A recepcionista me espera com a folha em mãos. Já sei onde devo assinar. Ela me entrega um crachá que vai ficar visível por vinte minutos ou menos, mas que assumo como parte da rotina. Na fileira de cadeiras, todos dão bom dia alegremente. Ainda acho estranho ver tamanha simpatia em uma recepção, mas estamos todos no mesmo barco radioativo.
Sentado na cadeira da ponta eu estranho a voz nova do loro José no programa da Ana Maria Braga. Desde o meu primeiro dia de tratamento venho lutando para ligar a voz a “pessoa” do boneco. Mais grave e menos brincalhona, a nova voz parece mal costurada com a fantasia. Não consigo prestar atenção, nem deixar de prestar atenção. Meus olhos ardem, eu os fecho e ouço as nulidades da manhã. Faltam nove sessões. Dez com a de hoje. O doutor passa por mim como se jogasse pétalas pelo caminho. Tudo parece projetado por um guru de good vibes. Dá até para esquecer por que estou ali, mas nunca por muito tempo.

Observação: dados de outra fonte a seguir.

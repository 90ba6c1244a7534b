// Copyright 2022-2023 VMware, Inc.
// SPDX-License-Identifier: BSD-2-Clause

//! Pretty printing of expressions in a compact infix form.

use crate::syntax::*;
use itertools::Itertools;

fn precedence(e: &Expr) -> usize {
    use crate::syntax::{BinOp::*, Expr::*, NOp::*, NumOp::*, UOp::*};

    match e {
        Exists { .. } => 0,
        BinOp(Implies | Iff, _, _) => 10,
        Ite { .. } => 30,
        NAryOp(Or, _) => 40,
        NAryOp(And, _) => 50,
        BinOp(Equals | NotEquals, _, _) | NumRel(_, _, _) => 60,
        UnaryOp(Not, _) => 70,
        NumOp(Add | Sub, _, _) => 80,
        NumOp(Mul | Div | Mod, _, _) => 90,
        UnaryOp(Neg, _) => 95,
        Literal(_) | Constant(_) | Var(_) | App(_, _) | KVar(_, _) | Interp(_) => 1000,
    }
}

fn parens(add_parens: bool, s: String) -> String {
    if add_parens {
        format!("({s})")
    } else {
        s
    }
}

fn binder(b: &Binder) -> String {
    format!("{}:{}", b.name, b.sort)
}

/// Print an expression. The result is infix, with as few parentheses as the
/// precedence table allows.
pub fn expr(e: &Expr) -> String {
    match e {
        Expr::Literal(false) => "false".to_string(),
        Expr::Literal(true) => "true".to_string(),
        Expr::Constant(c) => format!("{c}"),
        Expr::Var(s) => s.to_string(),
        Expr::App(f, args) => format!("{}({})", f, args.iter().map(expr).join(", ")),
        Expr::KVar(k, sigma) => {
            let bindings = sigma
                .iter()
                .map(|(key, val)| format!("{key} := {}", expr(val)))
                .join(", ");
            format!("{k}[{bindings}]")
        }
        Expr::UnaryOp(op, arg) => {
            let arg_prec = precedence(arg);
            let s = parens(arg_prec < precedence(e), expr(arg));
            match op {
                UOp::Not => format!("!{s}"),
                UOp::Neg => format!("-{s}"),
            }
        }
        Expr::BinOp(op, lhs, rhs) => {
            let my_prec = precedence(e);
            let op = match op {
                BinOp::Equals => "=",
                BinOp::NotEquals => "!=",
                BinOp::Implies => "=>",
                BinOp::Iff => "<=>",
            };
            format!(
                "{} {op} {}",
                parens(precedence(lhs) <= my_prec, expr(lhs)),
                parens(precedence(rhs) < my_prec, expr(rhs)),
            )
        }
        Expr::NAryOp(op, args) => {
            let my_prec = precedence(e);
            let op = match op {
                NOp::And => "&&",
                NOp::Or => "||",
            };
            args.iter()
                .map(|arg| parens(precedence(arg) < my_prec, expr(arg)))
                .join(&format!(" {op} "))
        }
        Expr::NumOp(op, lhs, rhs) => {
            let my_prec = precedence(e);
            let op = match op {
                NumOp::Add => "+",
                NumOp::Sub => "-",
                NumOp::Mul => "*",
                NumOp::Div => "/",
                NumOp::Mod => "mod",
            };
            format!(
                "{} {op} {}",
                parens(precedence(lhs) < my_prec, expr(lhs)),
                parens(precedence(rhs) <= my_prec, expr(rhs)),
            )
        }
        Expr::NumRel(rel, lhs, rhs) => {
            let my_prec = precedence(e);
            let rel = match rel {
                NumRel::Lt => "<",
                NumRel::Leq => "<=",
                NumRel::Gt => ">",
                NumRel::Geq => ">=",
            };
            format!(
                "{} {rel} {}",
                parens(precedence(lhs) <= my_prec, expr(lhs)),
                parens(precedence(rhs) <= my_prec, expr(rhs)),
            )
        }
        Expr::Ite { cond, then, else_ } => format!(
            "if {} then {} else {}",
            expr(cond),
            expr(then),
            expr(else_)
        ),
        Expr::Exists { binders, body } => {
            format!(
                "exists {}. {}",
                binders.iter().map(binder).join(", "),
                expr(body)
            )
        }
        Expr::Interp(e) => format!("interp({})", expr(e)),
    }
}

#[cfg(test)]
mod tests {
    use super::expr;
    use crate::syntax::*;

    fn geq(a: Expr, b: Expr) -> Expr {
        Expr::NumRel(NumRel::Geq, Box::new(a), Box::new(b))
    }

    #[test]
    fn test_printer_precedence() {
        let e = Expr::and([
            geq(
                Expr::var("v"),
                Expr::NumOp(
                    NumOp::Add,
                    Box::new(Expr::var("s")),
                    Box::new(Expr::var("k")),
                ),
            ),
            Expr::or([Expr::var("p"), Expr::negate(Expr::var("q"))]),
        ]);
        assert_eq!(expr(&e), "v >= s + k && (p || !q)");
    }

    #[test]
    fn test_printer_kvar() {
        let mut sigma = Subst::new();
        sigma.insert("k".to_string(), Expr::int(-1));
        let e = Expr::KVar(KVar::new("k0"), sigma);
        assert_eq!(expr(&e), "$k0[k := -1]");
    }
}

Durante minha primeira avaliação, o radiologista examinava a tomografia e explicava os riscos do tratamento. Enjoo, falta de apetite, cansaço, perda de cabelo, etc. O que mais me preocupava era uma possível perda de visão.
– Mas você já teve perda, não é?
– Não. Enxergo tão mal como sempre.
– Nenhuma perda recente?
Nenhuma. Senti os olhos inchados durante um tempo e eles parecem mais irritados no ar condicionado, mas continuo enxergando no limite da minha miopia.
– A maioria das pessoas vem para cá quando começam a enxergar mal. Como você veio parar aqui?
– Tentando desvendar um paradoxo e gargalhando como o Coringa. – Sorri. – Crise psicótica.
Ah…
Me lembro vagamente de ser colocado na máquina de tomografia e da preocupação dos médicos ao meu redor, mas eu não conseguia parar de gargalhar. Acabei sedado e amarrado na maca. Horas mais tarde eu ainda tentava desvendar o paradoxo. A tomografia estava limpa, exceto por uma pequena mancha na glândula hipófise. Não relacionado. Fui medicado e internado. Quando saí, refiz os exames e descobri que não era uma mancha tão pequena assim. Doze médicos depois, ali estava eu na recepção da radioterapia, com outros pacientes com câncer, pensando positivo. O doutor me faz uma breve lista de efeitos colaterais e me instrui sobre os próximos passos. Decoro tudo sem muito entusiasmo.
– Vamos lá, Diego? – Todos sabem o meu nome. Não sei o nome de ninguém. Todos me dão bom dia, perguntam do tempo lá fora, me oferecem água, cobertor, melhoras. São tão gentis que até me esqueço de que levo uma hora para chegar ali, quase sempre com um motorista bolsominion discursando sobre como seria bom matar bandido. Todos são tão simpáticos ali dentro que eu podia estar em um resort all included, em alguma praia descolada do Nordeste.
Penduro minha bolsa, meus óculos, me reconheço no controle do visor, me deito e sou preso na maca por uma máscara com o formato exato do meu rosto, moldada para que eu não consiga me mexer de forma alguma. Tão precisa que eu não posso nem fazer a barba, nem cortar o cabelo. O resto do procedimento eu faço literalmente de olhos fechados: controlar a respiração para não entrar em pânico e ouvir os avisos sonoros enquanto um feixe de radiação perfura meu crânio em busca da origem de todos os meus problemas. O procedimento todo leva menos do que quinze minutos. Logo estou de pé e me despedindo novamente.
– Menos uma. Até amanhã!
Outro carro de aplicativo, outro motorista bolsominion. Uma hora encontrando forças para seguir o resto do dia. Não é nem meio-dia e eu já estou exausto. Tem sido assim todos os dias do meu último mês. Religioso e certo, como um relógio. Começo a trabalhar pelo celular. Aquilo me distrai dos pensamentos menos agradáveis, o que, por outro lado, enlouquece a minha psicóloga. Não a culpo. Tenho minha doença e meu trabalho. É tudo sobre o que conversamos e um disfarça o outro. Deve ser tedioso para caralho.
A recomendação dela é que eu me distraia com outras coisas, veja os amigos, encontre um passatempo, pratique esportes, volte a escrever. Eu tento tudo isso, mas a luta me atrai cada dia menos. As coisas vão perdendo cada dia mais Importância, mas ainda luto. Este texto sou eu lutando mais um dia.
Amanhã, durante a minha sessão, posso dizer a ela que escrevi. “Sobre o quê?” ela vai me perguntar. Sobre a minha doença e o meu trabalho. Vou responder. Ela vai achar engraçado e se dar por vencida. Não se pode ganhar todas.